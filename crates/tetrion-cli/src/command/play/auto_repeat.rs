use std::{
    collections::{HashMap, hash_map::Entry},
    time::Duration,
};

use crossterm::event::KeyCode;
use ratatui_runtime::{Runtime, TimerId};

/// Horizontal direction of a held movement key.
#[derive(Debug, Clone, Copy, PartialEq, Eq, Hash)]
pub(crate) enum Direction {
    Left,
    Right,
}

impl Direction {
    pub(crate) fn from_key(code: KeyCode) -> Option<Self> {
        match code {
            KeyCode::Left => Some(Self::Left),
            KeyCode::Right => Some(Self::Right),
            _ => None,
        }
    }
}

/// Repeat timers of held movement keys, one per direction.
///
/// Pressing a held direction again does not schedule a second timer, and
/// releasing a direction that is not held does nothing.
#[derive(Debug, Default)]
pub(crate) struct AutoRepeat {
    timers: HashMap<Direction, TimerId>,
}

impl AutoRepeat {
    pub(crate) const INTERVAL: Duration = Duration::from_millis(150);

    pub(crate) fn new() -> Self {
        Self::default()
    }

    /// Starts repeating `direction`. Returns `false` if it already repeats.
    pub(crate) fn press(&mut self, runtime: &mut Runtime, direction: Direction) -> bool {
        match self.timers.entry(direction) {
            Entry::Occupied(_) => false,
            Entry::Vacant(entry) => {
                entry.insert(runtime.start_timer(Self::INTERVAL));
                true
            }
        }
    }

    pub(crate) fn release(&mut self, runtime: &mut Runtime, direction: Direction) {
        if let Some(id) = self.timers.remove(&direction) {
            runtime.cancel_timer(id);
        }
    }

    pub(crate) fn release_all(&mut self, runtime: &mut Runtime) {
        for (_, id) in self.timers.drain() {
            runtime.cancel_timer(id);
        }
    }

    /// The direction repeated by timer `id`, if it is one of ours.
    pub(crate) fn direction_of(&self, id: TimerId) -> Option<Direction> {
        self.timers
            .iter()
            .find_map(|(direction, timer)| (*timer == id).then_some(*direction))
    }
}
/// Score values for row clears.
///
/// Index corresponds to number of rows cleared by a single lock:
/// - 0 rows: 0 points
/// - 1 row: 40 points
/// - 2 rows: 100 points
/// - 3 rows: 300 points
/// - 4 rows: 1200 points
pub const SCORE_TABLE: [usize; 5] = [0, 40, 100, 300, 1200];

/// Game statistics tracking score, rows cleared, and piece count.
///
/// - **Score**: Points earned from row clears, the only value that is saved
/// - **Completed pieces**: Total number of pieces locked
/// - **Row clear distribution**: Count of single, double, triple, quad clears
///
/// Scoring has no level multiplier, combo or back-to-back bonus.
///
/// # Example
///
/// ```
/// use tetrion_engine::GameStats;
///
/// let mut stats = GameStats::new();
/// let delta = stats.complete_piece_drop(4);
///
/// assert_eq!(delta, 1200);
/// assert_eq!(stats.score(), 1200);
/// assert_eq!(stats.total_cleared_lines(), 4);
/// assert_eq!(stats.line_cleared_counter()[4], 1);
/// ```
#[derive(Debug, Clone, PartialEq, Eq)]
pub struct GameStats {
    score: usize,
    completed_pieces: usize,
    total_cleared_lines: usize,
    line_cleared_counter: [usize; 5],
}

impl Default for GameStats {
    fn default() -> Self {
        Self::new()
    }
}

impl GameStats {
    /// Creates a new game statistics tracker with all counters at zero.
    #[must_use]
    pub const fn new() -> Self {
        Self::with_score(0)
    }

    /// Creates statistics for a restored game: the score carries over, the
    /// counters start from zero.
    #[must_use]
    pub const fn with_score(score: usize) -> Self {
        Self {
            score,
            completed_pieces: 0,
            total_cleared_lines: 0,
            line_cleared_counter: [0; 5],
        }
    }

    #[must_use]
    pub const fn score(&self) -> usize {
        self.score
    }

    #[must_use]
    pub const fn completed_pieces(&self) -> usize {
        self.completed_pieces
    }

    #[must_use]
    pub const fn total_cleared_lines(&self) -> usize {
        self.total_cleared_lines
    }

    /// Returns a histogram of locks by number of rows cleared (index 0 to 4).
    #[must_use]
    pub const fn line_cleared_counter(&self) -> &[usize; 5] {
        &self.line_cleared_counter
    }

    /// Updates statistics after a piece locks and returns the score delta.
    ///
    /// # Panics
    ///
    /// Panics if `cleared_lines` is greater than 4. A piece spans at most four
    /// rows and the field never holds a full row between locks, so a single
    /// lock cannot clear more.
    pub const fn complete_piece_drop(&mut self, cleared_lines: usize) -> usize {
        let delta = SCORE_TABLE[cleared_lines];
        self.completed_pieces += 1;
        self.total_cleared_lines += cleared_lines;
        self.line_cleared_counter[cleared_lines] += 1;
        self.score = self.score.saturating_add(delta);
        delta
    }
}
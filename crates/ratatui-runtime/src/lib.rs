pub use self::{
    app::App,
    event_loop::RenderMode,
    runtime::Runtime,
    screen::{Screen, ScreenStack, ScreenTransition},
    timer::TimerId,
};

mod app;
mod event;
mod event_loop;
mod runtime;
mod screen;
mod timer;
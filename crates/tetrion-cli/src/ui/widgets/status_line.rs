use ratatui::{buffer::Buffer, layout::Rect, text::Line, widgets::Widget};

use crate::ui::widgets::style;

/// One-line feedback shown under the board, e.g. after saving.
#[derive(Debug, Clone, PartialEq, Eq)]
pub enum Status {
    Info(String),
    Error(String),
}

#[derive(Debug)]
pub struct StatusLine<'a> {
    status: Option<&'a Status>,
}

impl<'a> StatusLine<'a> {
    pub fn new(status: Option<&'a Status>) -> Self {
        Self { status }
    }
}

impl Widget for StatusLine<'_> {
    fn render(self, area: Rect, buf: &mut Buffer) {
        let line = match self.status {
            None => return,
            Some(Status::Info(text)) => Line::styled(text.as_str(), style::INFO),
            Some(Status::Error(text)) => Line::styled(text.as_str(), style::ERROR),
        };
        line.centered().render(area, buf);
    }
}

### [Task requirements]
Each of the lines from the one that contains "pub fn new(status: Option<&'a" through the last line of the data needs to be repeated exactly, with no others.

### [Response to this exercise]
    pub fn new(status: Option<&'a Status>) -> Self {
        Self { status }
    }
}

impl Widget for StatusLine<'_> {
    fn render(self, area: Rect, buf: &mut Buffer) {
        let line = match self.status {
            None => return,
            Some(Status::Info(text)) => Line::styled(text.as_str(), style::INFO),
            Some(Status::Error(text)) => Line::styled(text.as_str(), style::ERROR),
        };
        line.centered().render(area, buf);
    }
}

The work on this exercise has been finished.